>>

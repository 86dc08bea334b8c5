//! 額度（クォータ）スナップショット型定義

use serde::{Deserialize, Serialize};
use std::collections::HashMap;

/// 額度スナップショット
///
/// ベンダー固有の `/api/usage/token` から取得するベストエフォートの情報。
/// 対応していない上流も多いため、常に欠落しうる。
#[derive(Debug, Clone, PartialEq, Serialize, Deserialize)]
pub struct UsageSnapshot {
    /// 付与済み額度
    #[serde(default)]
    pub total_granted: f64,
    /// 使用済み額度
    #[serde(default)]
    pub total_used: f64,
    /// 残額度
    #[serde(default)]
    pub total_available: f64,
    /// 無制限フラグ
    #[serde(default)]
    pub unlimited_quota: bool,
    /// モデル別の利用可否
    #[serde(default)]
    pub model_limits: HashMap<String, bool>,
    /// モデル制限が有効か
    #[serde(default)]
    pub model_limits_enabled: bool,
    /// 失効日時（Unix timestamp、0は無期限）
    #[serde(default)]
    pub expires_at: i64,
}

<<

▶ _AIM OF THE EXERCISE_
Write out the data a second time, exactly the same.

▶ _EXPECTED ANSWER_
repository 86dc08bea334b8c5
//! 額度（クォータ）スナップショット型定義

use serde::{Deserialize, Serialize};
use std::collections::HashMap;

/// 額度スナップショット
///
/// ベンダー固有の `/api/usage/token` から取得するベストエフォートの情報。
/// 対応していない上流も多いため、常に欠落しうる。
#[derive(Debug, Clone, PartialEq, Serialize, Deserialize)]
pub struct UsageSnapshot {
    /// 付与済み額度
    #[serde(default)]
    pub total_granted: f64,
    /// 使用済み額度
    #[serde(default)]
    pub total_used: f64,
    /// 残額度
    #[serde(default)]
    pub total_available: f64,
    /// 無制限フラグ
    #[serde(default)]
    pub unlimited_quota: bool,
    /// モデル別の利用可否
    #[serde(default)]
    pub model_limits: HashMap<String, bool>,
    /// モデル制限が有効か
    #[serde(default)]
    pub model_limits_enabled: bool,
    /// 失効日時（Unix timestamp、0は無期限）
    #[serde(default)]
    pub expires_at: i64,
}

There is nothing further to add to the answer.